> Exercise: How many lines in the entries below include the word "policy"? Respond with the number only.
[Material provided Boundary: Start]
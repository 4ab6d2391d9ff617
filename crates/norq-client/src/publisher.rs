// Topic publishing with node failover and the atomic-vs-fallback batch
// policy.
use std::time::Duration;
use tokio::sync::Mutex;

use crate::balance::BalanceStrategy;
use crate::config::{ClientConfig, MARK_FAILURE_WINDOW_MILLIS};
use crate::conn::PubConnection;
use crate::error::{Error, Result};
use crate::host::HostAndPort;

/// Publishes messages to broker nodes.
///
/// Node selection, health marking, and connection bookkeeping live in the
/// balance strategy behind one lock; the publish round trip itself runs
/// on the connection worker, outside that lock.
pub struct Publisher {
    config: ClientConfig,
    strategy: Mutex<BalanceStrategy>,
}

impl std::fmt::Debug for Publisher {
    fn fmt(&self, f: &mut std::fmt::Formatter<'_>) -> std::fmt::Result {
        f.debug_struct("Publisher").finish_non_exhaustive()
    }
}

impl Publisher {
    pub fn new(config: ClientConfig, nodes: Vec<HostAndPort>) -> Self {
        Self {
            config,
            strategy: Mutex::new(BalanceStrategy::new(nodes)),
        }
    }

    /// Publish one message. On failure the node is marked unhealthy and
    /// the publish is retried once on a different node, when one exists.
    pub async fn publish(&self, topic: &str, payload: Vec<u8>) -> Result<()> {
        if !norq_wire::valid_name(topic) {
            return Err(Error::InvalidArgument("invalid topic name"));
        }
        self.publish_with_failover(topic, payload).await
    }

    /// Publish a batch as one MPUB command.
    ///
    /// In atomic mode an MPUB failure surfaces as
    /// [`Error::AtomicBatchPublishFailed`] and nothing else is attempted:
    /// the whole-or-nothing contract. Otherwise the batch falls back to
    /// per-message publishes in input order, and individual failures are
    /// logged rather than propagated.
    pub async fn publish_multi(&self, topic: &str, payloads: Vec<Vec<u8>>) -> Result<()> {
        if !norq_wire::valid_name(topic) {
            return Err(Error::InvalidArgument("invalid topic name"));
        }
        if payloads.is_empty() {
            return Err(Error::InvalidArgument("empty batch"));
        }

        let batch_size = payloads.len();
        let fallback = if self.config.atomic {
            None
        } else {
            Some(payloads.clone())
        };

        let addr = match self.pick(None).await? {
            Some(addr) => addr,
            None => return Err(Error::NoNodesAvailable),
        };
        let attempt = match self.connection_for(&addr).await {
            Ok(connection) => connection.publish_multi(topic, payloads).await,
            Err(err) => Err(err),
        };
        let cause = match attempt {
            Ok(()) => return Ok(()),
            Err(cause) => cause,
        };

        // One mark for the whole batch, whichever policy applies below.
        self.note_failure(&addr, &cause).await;
        match fallback {
            None => {
                tracing::error!(
                    error = %cause,
                    topic,
                    batch_size,
                    "atomic batch publish failed"
                );
                Err(Error::AtomicBatchPublishFailed {
                    batch_size,
                    cause: Box::new(cause),
                })
            }
            Some(payloads) => {
                tracing::warn!(
                    error = %cause,
                    topic,
                    batch_size,
                    "batch publish failed, falling back to per-message delivery"
                );
                for payload in payloads {
                    if let Err(err) = self.publish_with_failover(topic, payload).await {
                        tracing::warn!(
                            error = %err,
                            topic,
                            "dropping message after fallback publish failure"
                        );
                    }
                }
                Ok(())
            }
        }
    }

    /// Close every node connection. Safe to call more than once.
    pub async fn stop(&self) {
        self.strategy.lock().await.close_all().await;
        tracing::info!("publisher stopped");
    }

    async fn publish_with_failover(&self, topic: &str, payload: Vec<u8>) -> Result<()> {
        let mut exclude: Option<HostAndPort> = None;
        let mut last_error: Option<Error> = None;
        for _ in 0..2 {
            let picked = self.pick(exclude.as_ref()).await?;
            let Some(addr) = picked else { break };
            let attempt = match self.connection_for(&addr).await {
                Ok(connection) => connection.publish(topic, payload.clone()).await,
                Err(err) => Err(err),
            };
            match attempt {
                Ok(()) => return Ok(()),
                Err(err) => {
                    tracing::warn!(error = %err, node = %addr, topic, "publish failed");
                    self.note_failure(&addr, &err).await;
                    exclude = Some(addr);
                    last_error = Some(err);
                }
            }
        }
        Err(last_error.unwrap_or(Error::NoNodesAvailable))
    }

    async fn pick(&self, exclude: Option<&HostAndPort>) -> Result<Option<HostAndPort>> {
        self.strategy
            .lock()
            .await
            .pick(exclude, self.config.failure_backoff())
    }

    /// Get-or-open the node's connection. The handshake runs outside the
    /// strategy lock; a concurrent opener simply wins the install race.
    async fn connection_for(&self, addr: &HostAndPort) -> Result<PubConnection> {
        if let Some(connection) = self.strategy.lock().await.existing_connection(addr) {
            return Ok(connection);
        }
        let connection = PubConnection::open(addr.clone(), &self.config).await?;
        self.strategy
            .lock()
            .await
            .install_connection(addr, connection.clone());
        Ok(connection)
    }

    /// Health-mark the node; a broker NAK leaves the TCP connection
    /// intact, anything transport-level discards it so the next
    /// selection reconnects.
    async fn note_failure(&self, addr: &HostAndPort, cause: &Error) {
        let window = Duration::from_millis(MARK_FAILURE_WINDOW_MILLIS);
        let mut strategy = self.strategy.lock().await;
        if !matches!(cause, Error::Publish(_)) {
            strategy.drop_connection(addr);
        }
        if strategy.mark_failure(addr, window) {
            tracing::warn!(node = %addr, "marking broker node unhealthy");
        }
    }

    #[cfg(test)]
    pub(crate) fn with_strategy(config: ClientConfig, strategy: BalanceStrategy) -> Self {
        Self {
            config,
            strategy: Mutex::new(strategy),
        }
    }

    #[cfg(test)]
    pub(crate) async fn failure_count(&self, addr: &HostAndPort) -> u32 {
        self.strategy.lock().await.failure_count(addr)
    }
}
[Material provided Boundary: End]
> Exercise output: 2